Methodological limitations were common across the evidence base. These included incomplete reporting of randomization methods, lack of blinding, reliance on subjective outcome measures, and short follow-up durations, all of which constrained interpretation of long-term effectiveness. The predominance of self-reported tools (e.g., pain intensity or neck disability) further increases the likelihood of measurement bias. The single retrospective cohort study, despite its large sample, was limited by the inherent constraints of its observational design, including potential selection bias and uncontrolled confounding.
From the perspective of this review’s methodology, the evidence was drawn primarily from studies published in English, but it also incorporated several papers from grey literature sources, particularly journals with regional circulation. The included studies originated mainly from Egypt, Turkey, China, South Korea, and India, with one study from Denmark, reflecting a diverse but regionally concentrated research landscape. Although this enhances the inclusiveness of this review, it may also limit the generalizability of findings to Western or high-income clinical contexts, where postoperative rehabilitation practices and healthcare infrastructure may differ.

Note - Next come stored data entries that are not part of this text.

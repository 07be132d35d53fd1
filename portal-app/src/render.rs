//! Plain-text views for terminal output. `--json` bypasses these entirely.
use std::fmt::Write as _;

use chrono::{DateTime, Utc};
use portal_news::NewsFeed;
use portal_search::{CredentialUsage, SearchResult};
use portal_shortcuts::Shortcut;

pub fn results(results: &[SearchResult]) -> String {
    if results.is_empty() {
        return "no results\n".to_string();
    }
    let mut out = String::new();
    for (i, r) in results.iter().enumerate() {
        let _ = writeln!(out, "{:>2}. {}", i + 1, r.title);
        let _ = writeln!(out, "    {}", r.link);
        if !r.snippet.is_empty() {
            let _ = writeln!(out, "    {}", r.snippet.replace('\n', " "));
        }
    }
    out
}

pub fn suggestions(items: &[String]) -> String {
    items.iter().map(|s| format!("{s}\n")).collect()
}

fn age(posted: DateTime<Utc>, now: DateTime<Utc>) -> String {
    let secs = (now - posted).num_seconds().max(0);
    match secs {
        0..=59 => "just now".to_string(),
        60..=3599 => format!("{}m ago", secs / 60),
        3600..=86_399 => format!("{}h ago", secs / 3600),
        _ => format!("{}d ago", secs / 86_400),
    }
}

pub fn news(feed: &NewsFeed, now: DateTime<Utc>) -> String {
    if let Some(err) = &feed.error {
        return format!("{err}\n");
    }
    let mut out = String::new();
    for (i, story) in feed.stories.iter().enumerate() {
        let when = story.posted_at().map(|t| age(t, now)).unwrap_or_default();
        let by = story.by.as_deref().unwrap_or("unknown");
        let _ = writeln!(out, "{:>2}. {}", i + 1, story.title);
        let _ = writeln!(out, "    {} points by {by} {when}", story.score);
        let _ = writeln!(out, "    {}", story.url);
    }
    out
}

pub fn usage(usage: &[CredentialUsage], cap: u32) -> String {
    if usage.is_empty() {
        return "no search credentials configured\n".to_string();
    }
    let mut out = String::new();
    for u in usage {
        let flag = if u.exhausted { "  exhausted" } else { "" };
        let _ = writeln!(
            out,
            "#{} {:<24} {:>3}/{cap} on {}{flag}",
            u.index + 1,
            u.engine_id,
            u.request_count,
            u.last_reset_date
        );
    }
    out
}

pub fn shortcuts(list: &[Shortcut]) -> String {
    let mut out = String::new();
    for (i, s) in list.iter().enumerate() {
        let _ = writeln!(out, "[{i}] {}  {:<12} {}", s.shortcut_key, s.name, s.url);
    }
    out
}

#[cfg(test)]
mod tests {
    use super::*;
    use chrono::{Duration, NaiveDate, TimeZone};
    use portal_news::Story;

    #[test]
    fn empty_results_say_so() {
        assert_eq!(results(&[]), "no results\n");
    }

    #[test]
    fn news_shows_error_line_instead_of_stories() {
        let feed = NewsFeed {
            stories: Vec::new(),
            error: Some(portal_news::LOAD_FAILED_MESSAGE.to_string()),
        };
        assert_eq!(
            news(&feed, Utc::now()),
            "Unable to load news. Please try again later.\n"
        );
    }

    #[test]
    fn news_lines_carry_age() {
        let now = Utc.with_ymd_and_hms(2026, 10, 16, 12, 0, 0).unwrap();
        let feed = NewsFeed {
            stories: vec![Story {
                id: 1,
                title: "Rust 2.0".into(),
                url: "https://blog.example/rust".into(),
                score: 42,
                time: (now - Duration::hours(3)).timestamp(),
                by: Some("ferris".into()),
            }],
            error: None,
        };
        let text = news(&feed, now);
        assert!(text.contains("42 points by ferris 3h ago"));
    }

    #[test]
    fn usage_marks_exhausted_credentials() {
        let text = usage(
            &[CredentialUsage {
                index: 0,
                engine_id: "cx1".into(),
                request_count: 101,
                last_reset_date: NaiveDate::from_ymd_opt(2026, 10, 16).unwrap(),
                exhausted: true,
            }],
            99,
        );
        assert!(text.contains("101/99"));
        assert!(text.ends_with("exhausted\n"));
    }
}
//! News panel backing the portal's start page.
//!
//! `hn` talks to the Hacker News API; [`NewsFeed`] is the state a front end
//! renders, holding either the latest stories or a user-facing error line.
pub mod hn;

pub use hn::{NewsClient, Story};

use portal_http::HttpError;
use serde::Serialize;

/// Shown in place of the feed when a refresh fails.
pub const LOAD_FAILED_MESSAGE: &str = "Unable to load news. Please try again later.";

#[derive(Debug, thiserror::Error)]
pub enum NewsError {
    #[error("news request failed: {0}")]
    Http(#[from] HttpError),
}

#[derive(Debug, Clone, Default, Serialize)]
pub struct NewsFeed {
    pub stories: Vec<Story>,
    #[serde(skip_serializing_if = "Option::is_none")]
    pub error: Option<String>,
}

impl NewsFeed {
    pub fn new() -> Self {
        Self::default()
    }

    /// Replace the feed with a fresh fetch. On failure the list is emptied
    /// and [`LOAD_FAILED_MESSAGE`] recorded.
    pub async fn refresh(&mut self, client: &NewsClient) {
        match client.top_stories().await {
            Ok(stories) => {
                self.stories = stories;
                self.error = None;
            }
            Err(err) => {
                tracing::warn!(error=%err, "news.refresh_failed");
                self.stories.clear();
                self.error = Some(LOAD_FAILED_MESSAGE.to_string());
            }
        }
    }
}
//! Two-step front page fetch: the ranked id list, then every item in
//! parallel.
use futures::future::try_join_all;
use portal_http::{HttpClient, RequestOpts};

use crate::NewsError;
use crate::hn::types::{Item, Story};

pub const DEFAULT_STORY_LIMIT: usize = 20;

#[derive(Clone)]
pub struct NewsClient {
    http: HttpClient,
    limit: usize,
}

impl NewsClient {
    /// `http` must be anchored at the API root with a trailing slash
    /// (`https://hacker-news.firebaseio.com/v0/`).
    pub fn new(http: HttpClient) -> Self {
        Self {
            http,
            limit: DEFAULT_STORY_LIMIT,
        }
    }

    pub fn with_limit(mut self, limit: usize) -> Self {
        self.limit = limit;
        self
    }

    /// Top stories in ranking order. Any failed request fails the whole fetch.
    pub async fn top_stories(&self) -> Result<Vec<Story>, NewsError> {
        let mut ids: Vec<u64> = self
            .http
            .get_json("topstories.json", RequestOpts::default())
            .await?;
        ids.truncate(self.limit);
        tracing::debug!(count = ids.len(), "news.top_ids");

        let http = &self.http;
        let items = try_join_all(ids.iter().map(|id| async move {
            let path = format!("item/{id}.json");
            http.get_json::<Option<Item>>(&path, RequestOpts::default())
                .await
        }))
        .await?;

        let stories: Vec<Story> = items
            .into_iter()
            .flatten()
            .filter_map(Item::into_story)
            .collect();
        tracing::info!(fetched = ids.len(), kept = stories.len(), "news.top_stories");
        Ok(stories)
    }
}
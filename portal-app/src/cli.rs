use std::path::PathBuf;

use clap::{Parser, Subcommand};

/// Command-line arguments accepted by the `portal` binary.
#[derive(Parser, Debug)]
#[command(name = "portal", version, about = "Search portal with quota-aware web search")]
pub struct Cli {
    #[arg(
        short,
        long,
        global = true,
        value_name = "FILE",
        env = "PORTAL_CONFIG",
        help = "Configuration file to load (default: ./portal.yaml if present)"
    )]
    pub config: Option<PathBuf>,
    #[arg(long, global = true, help = "Print machine-readable JSON")]
    pub json: bool,
    #[command(subcommand)]
    pub command: Cmd,
}

#[derive(Subcommand, Debug)]
pub enum Cmd {
    /// Run a web search
    Search {
        #[arg(required = true, num_args = 1..)]
        query: Vec<String>,
    },
    /// Autocomplete suggestions for partial input
    Suggest {
        #[arg(required = true, num_args = 1..)]
        text: Vec<String>,
    },
    /// Top Hacker News stories
    News,
    /// Today's request counts per search credential
    Quota,
    /// Manage site shortcuts
    Shortcuts {
        #[command(subcommand)]
        action: ShortcutCmd,
    },
    /// Print a link with the configured referral tag applied
    Link {
        url: String,
        #[arg(long, help = "Override the configured referral tag")]
        tag: Option<String>,
    },
    /// Interactive loop; repeated queries are answered from the cache
    Shell,
}

#[derive(Subcommand, Debug)]
pub enum ShortcutCmd {
    List,
    Add {
        url: String,
        key: String,
    },
    Edit {
        index: usize,
        name: String,
        url: String,
        key: String,
    },
    Delete {
        index: usize,
    },
    /// Print the URL bound to a key
    Open {
        key: char,
    },
    /// Resolve missing favicons
    Icons,
}
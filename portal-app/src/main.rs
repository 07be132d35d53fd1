use anyhow::Result;
use clap::Parser;
use portal_common::observability::init_logging;
use portal_config::{PortalConfig, PortalConfigLoader};

use cli::{Cli, Cmd};
use wiring::build_from_config;

mod actions;
mod cli;
mod command;
mod render;
mod shell;
mod wiring;

const DEFAULT_CONFIG_FILE: &str = "portal.yaml";

#[tokio::main]
async fn main() -> Result<()> {
    let args = Cli::parse();

    // 1) Load config (env wins)
    let loader = match &args.config {
        Some(path) => PortalConfigLoader::new().with_file(path),
        None => PortalConfigLoader::new().with_optional_file(DEFAULT_CONFIG_FILE),
    };
    let cfg: PortalConfig = loader.load()?;

    // 2) Logging from the loaded config
    let log_path = init_logging(cfg.logging.to_log_config())?;
    tracing::info!(log=%log_path.display(), "portal.start");

    let mut portal = build_from_config(cfg)?;
    let json = args.json;

    match args.command {
        Cmd::Search { query } => actions::search(&mut portal, &query.join(" "), json).await,
        Cmd::Suggest { text } => actions::suggest(&portal, &text.join(" "), json).await,
        Cmd::News => actions::news(&portal, json).await,
        Cmd::Quota => actions::quota(&portal, json),
        Cmd::Shortcuts { action } => actions::shortcuts(&portal, action, json).await,
        Cmd::Link { url, tag } => {
            actions::link(&portal, &url, tag.as_deref());
            Ok(())
        }
        Cmd::Shell => shell::run(&mut portal, json).await,
    }
}
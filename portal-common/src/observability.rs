//! Logging setup shared by the `portal` binary and integration tests.
//!
//! [`init_logging`] installs one global `tracing` subscriber: a daily-rolling
//! file sink, optionally mirrored to stderr, both in the [`LogFormat`] chosen
//! by the `logging` config section. Later calls are no-ops that hand back the
//! log file path resolved by the first one.

use std::path::{Path, PathBuf};
use std::sync::OnceLock;

use anyhow::Context;
use chrono::Local;
use serde::Deserialize;
use tracing_appender::non_blocking::WorkerGuard;
use tracing_subscriber::fmt::MakeWriter;
use tracing_subscriber::{EnvFilter, Layer, Registry, fmt, layer::SubscriberExt, util::SubscriberInitExt};

static LOG_GUARD: OnceLock<WorkerGuard> = OnceLock::new();
static LOG_PATH: OnceLock<PathBuf> = OnceLock::new();

const LOG_DIR_ENV: &str = "PORTAL_LOG_DIR";

type BoxedLayer = Box<dyn Layer<Registry> + Send + Sync>;

/// Output encoding for structured logs.
#[derive(Debug, Clone, Copy, Default, PartialEq, Eq, Deserialize)]
#[serde(rename_all = "lowercase")]
pub enum LogFormat {
    #[default]
    Text,
    Json,
}

impl LogFormat {
    fn layer<W>(self, writer: W, ansi: bool) -> BoxedLayer
    where
        W: for<'w> MakeWriter<'w> + Send + Sync + 'static,
    {
        match self {
            LogFormat::Text => fmt::layer().with_writer(writer).with_ansi(ansi).boxed(),
            LogFormat::Json => fmt::layer().json().with_writer(writer).boxed(),
        }
    }
}

/// Configuration passed to [`init_logging`].
#[derive(Debug, Clone)]
pub struct LogConfig {
    /// Used for the log file name and the default directory.
    pub app_name: &'static str,
    /// Explicit log directory. Falls back to `PORTAL_LOG_DIR`, then the
    /// platform data directory.
    pub log_dir: Option<PathBuf>,
    /// Mirror every event to stderr.
    pub emit_stderr: bool,
    pub format: LogFormat,
    /// Filter used when `RUST_LOG` is unset.
    pub default_filter: String,
}

impl Default for LogConfig {
    fn default() -> Self {
        Self {
            app_name: "portal",
            log_dir: None,
            emit_stderr: false,
            format: LogFormat::Text,
            default_filter: "info".to_string(),
        }
    }
}

impl LogConfig {
    /// Directory the rolling file lives in.
    pub fn resolved_dir(&self) -> PathBuf {
        let configured = self
            .log_dir
            .clone()
            .or_else(|| std::env::var_os(LOG_DIR_ENV).map(PathBuf::from));
        match configured {
            Some(dir) => expand_home(&dir),
            None => dirs::data_dir()
                .unwrap_or_else(|| PathBuf::from("."))
                .join(self.app_name),
        }
    }

    fn sinks<F>(&self, file: F) -> Vec<BoxedLayer>
    where
        F: for<'w> MakeWriter<'w> + Send + Sync + 'static,
    {
        let mut sinks = vec![self.format.layer(file, false)];
        if self.emit_stderr {
            sinks.push(self.format.layer(std::io::stderr, true));
        }
        sinks
    }

    fn filter(&self) -> EnvFilter {
        EnvFilter::try_from_default_env().unwrap_or_else(|_| EnvFilter::new(&self.default_filter))
    }
}

fn expand_home(path: &Path) -> PathBuf {
    match (path.strip_prefix("~"), dirs::home_dir()) {
        (Ok(rest), Some(home)) => home.join(rest),
        _ => path.to_path_buf(),
    }
}

/// Initialise the global `tracing` subscriber.
///
/// Returns the log file path for the current day.
pub fn init_logging(config: LogConfig) -> anyhow::Result<PathBuf> {
    if let Some(path) = LOG_PATH.get() {
        return Ok(path.clone());
    }

    let dir = config.resolved_dir();
    std::fs::create_dir_all(&dir)
        .with_context(|| format!("failed to create log directory: {}", dir.display()))?;

    let file_name = format!("{}.log", config.app_name);
    let path = dir.join(format!("{file_name}.{}", Local::now().format("%Y-%m-%d")));

    let (writer, guard) = tracing_appender::non_blocking(tracing_appender::rolling::daily(&dir, file_name));
    let _ = LOG_GUARD.set(guard);

    tracing_subscriber::registry()
        .with(config.sinks(writer))
        .with(config.filter())
        .try_init()
        .map_err(|e| anyhow::anyhow!("tracing setup failed: {e}"))?;

    let _ = LOG_PATH.set(path.clone());
    Ok(path)
}
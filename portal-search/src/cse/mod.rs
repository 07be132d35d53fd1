//! Custom search JSON API surface: wire types and the per-page request.
pub mod types;

use portal_http::{Auth, HttpClient, HttpError, RequestOpts};
use types::{CsePage, PAGE_SIZE};

/// Fetch one result page for `query` starting at the 1-based `start` offset.
pub async fn fetch_page(
    http: &HttpClient,
    key: &str,
    engine_id: &str,
    query: &str,
    start: u32,
) -> Result<CsePage, HttpError> {
    http.get_json(
        "",
        RequestOpts {
            auth: Some(Auth::Query {
                name: "key",
                value: key.into(),
            }),
            query: Some(vec![
                ("cx", engine_id.into()),
                ("q", query.into()),
                ("start", start.to_string().into()),
                ("num", PAGE_SIZE.to_string().into()),
            ]),
            ..Default::default()
        },
    )
    .await
}
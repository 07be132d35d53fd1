#[derive(Debug, Clone, PartialEq, Eq)]
pub enum Command {
    Search(String),  // /search <query> | <bare text>
    Suggest(String), // /suggest <text>
    News,            // /news
    Quota,           // /quota
    Help,            // /help
    Quit,            // /quit or /exit
    Empty,
    Unknown(String),
}

pub fn parse_command(input: &str) -> Command {
    let trimmed = input.trim();
    if trimmed.is_empty() {
        return Command::Empty;
    }
    if !trimmed.starts_with('/') {
        return Command::Search(trimmed.to_string());
    }
    let mut parts = trimmed.splitn(2, char::is_whitespace);
    let verb = parts.next().unwrap_or_default();
    let rest = parts.next().map(str::trim).unwrap_or_default().to_string();

    match verb {
        "/search" | "/s" => Command::Search(rest),
        "/suggest" => Command::Suggest(rest),
        "/news" => Command::News,
        "/quota" => Command::Quota,
        "/help" => Command::Help,
        "/quit" | "/exit" => Command::Quit,
        _ => Command::Unknown(trimmed.to_string()),
    }
}

pub const HELP: &str = "\
commands:
  <text>            search for <text>
  /search <query>   same as above
  /suggest <text>   autocomplete suggestions
  /news             top Hacker News stories
  /quota            today's usage per search credential
  /help             this message
  /quit             leave the shell
";

#[cfg(test)]
mod tests {
    use super::*;

    #[test]
    fn bare_text_is_a_search() {
        assert_eq!(parse_command("  rust async  "), Command::Search("rust async".into()));
        assert_eq!(parse_command("/search   tokio"), Command::Search("tokio".into()));
        assert_eq!(parse_command("/search"), Command::Search(String::new()));
    }

    #[test]
    fn verbs_are_recognized() {
        assert_eq!(parse_command("/suggest ru"), Command::Suggest("ru".into()));
        assert_eq!(parse_command("/news"), Command::News);
        assert_eq!(parse_command("/quota"), Command::Quota);
        assert_eq!(parse_command("/exit"), Command::Quit);
        assert_eq!(parse_command(""), Command::Empty);
        assert_eq!(parse_command("/nope x"), Command::Unknown("/nope x".into()));
    }
}
use portal_http::HttpClient;
use portal_news::{LOAD_FAILED_MESSAGE, NewsClient, NewsFeed};
use serde_json::json;
use wiremock::matchers::{method, path};
use wiremock::{Mock, MockServer, ResponseTemplate};

fn client(server: &MockServer) -> NewsClient {
    NewsClient::new(HttpClient::new(&format!("{}/v0/", server.uri())).unwrap())
}

async fn mount_item(server: &MockServer, id: u64, body: serde_json::Value) {
    Mock::given(method("GET"))
        .and(path(format!("/v0/item/{id}.json")))
        .respond_with(ResponseTemplate::new(200).set_body_json(body))
        .mount(server)
        .await;
}

#[tokio::test]
async fn keeps_linked_stories_in_ranking_order() {
    let server = MockServer::start().await;
    Mock::given(method("GET"))
        .and(path("/v0/topstories.json"))
        .respond_with(ResponseTemplate::new(200).set_body_json(json!([30, 10, 20, 40])))
        .mount(&server)
        .await;
    mount_item(&server, 30, json!({"id":30,"title":"third","url":"https://c.example","score":5,"time":1})).await;
    mount_item(&server, 10, json!({"id":10,"title":"Ask HN: no link","score":9,"time":2})).await;
    mount_item(&server, 20, json!(null)).await;
    mount_item(&server, 40, json!({"id":40,"title":"fourth","url":"https://d.example","time":3})).await;

    let stories = client(&server).top_stories().await.unwrap();
    let ids: Vec<u64> = stories.iter().map(|s| s.id).collect();
    assert_eq!(ids, [30, 40]);
    assert_eq!(stories[1].score, 0);
}

#[tokio::test]
async fn only_the_first_ids_are_fetched() {
    let server = MockServer::start().await;
    let ids: Vec<u64> = (1..=25).collect();
    Mock::given(method("GET"))
        .and(path("/v0/topstories.json"))
        .respond_with(ResponseTemplate::new(200).set_body_json(&ids))
        .mount(&server)
        .await;
    for id in &ids {
        mount_item(&server, *id, json!({"id":id,"title":"t","url":"https://x.example"})).await;
    }

    let stories = client(&server).top_stories().await.unwrap();
    assert_eq!(stories.len(), 20);
    let requests = server.received_requests().await.unwrap();
    assert_eq!(requests.len(), 21);

    let three = client(&server).with_limit(3).top_stories().await.unwrap();
    assert_eq!(three.len(), 3);
}

#[tokio::test]
async fn refresh_records_failure_message_and_clears_stories() {
    let server = MockServer::start().await;
    Mock::given(method("GET"))
        .and(path("/v0/topstories.json"))
        .respond_with(ResponseTemplate::new(200).set_body_json(json!([1])))
        .up_to_n_times(1)
        .mount(&server)
        .await;
    mount_item(&server, 1, json!({"id":1,"title":"one","url":"https://a.example"})).await;
    Mock::given(method("GET"))
        .and(path("/v0/topstories.json"))
        .respond_with(ResponseTemplate::new(503))
        .mount(&server)
        .await;

    let client = client(&server);
    let mut feed = NewsFeed::new();

    feed.refresh(&client).await;
    assert_eq!(feed.stories.len(), 1);
    assert!(feed.error.is_none());

    feed.refresh(&client).await;
    assert!(feed.stories.is_empty());
    assert_eq!(feed.error.as_deref(), Some(LOAD_FAILED_MESSAGE));
}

As a scoping review, this study aimed to map the existing evidence and did not appraise study quality for weighting or excluding studies from the synthesis, in accordance with the PRISMA-ScR methodology. This approach enhances comprehensiveness but limits the ability to draw firm comparative conclusions.
Future research should focus on well-designed, adequately powered randomized controlled trials using standardized rehabilitation protocols and validated, objective outcome measures.
Comparative studies evaluating different modalities of physical therapy, such as stretching, manual therapy, and adjunctive techniques such as KT, are particularly needed to establish evidence-based guidelines.
Additionally, long-term follow-up is essential to assess the persistence of functional improvements and quality of life benefits.
A multidisciplinary approach involving surgeons, physiotherapists, and rehabilitation specialists could facilitate the development of structured care pathways to optimize postoperative recovery after thyroidectomy.
5. Conclusions
This scoping review mapped the existing evidence on postoperative rehabilitation after thyroid surgery and identified a growing interest in structured movement-based interventions as part of postoperative care. The most consistent benefits were associated with neck stretching and range-of-motion exercises, which were linked to reductions in pain and improvements in cervical mobility and quality of life. Evidence regarding kinesio taping and manual therapy remains limited and inconsistent, suggesting that these modalities should currently be considered adjunctive rather than primary interventions.
Although the methodological quality of the included studies varied, the overall direction of findings supports the integration of early, guided rehabilitation into standard postoperative management following thyroid surgery.
Future well-designed, adequately powered trials using standardized protocols and validated outcome measures are needed to establish evidence-based protocols and to clarify the long-term functional benefits of postoperative rehabilitation in this patient population.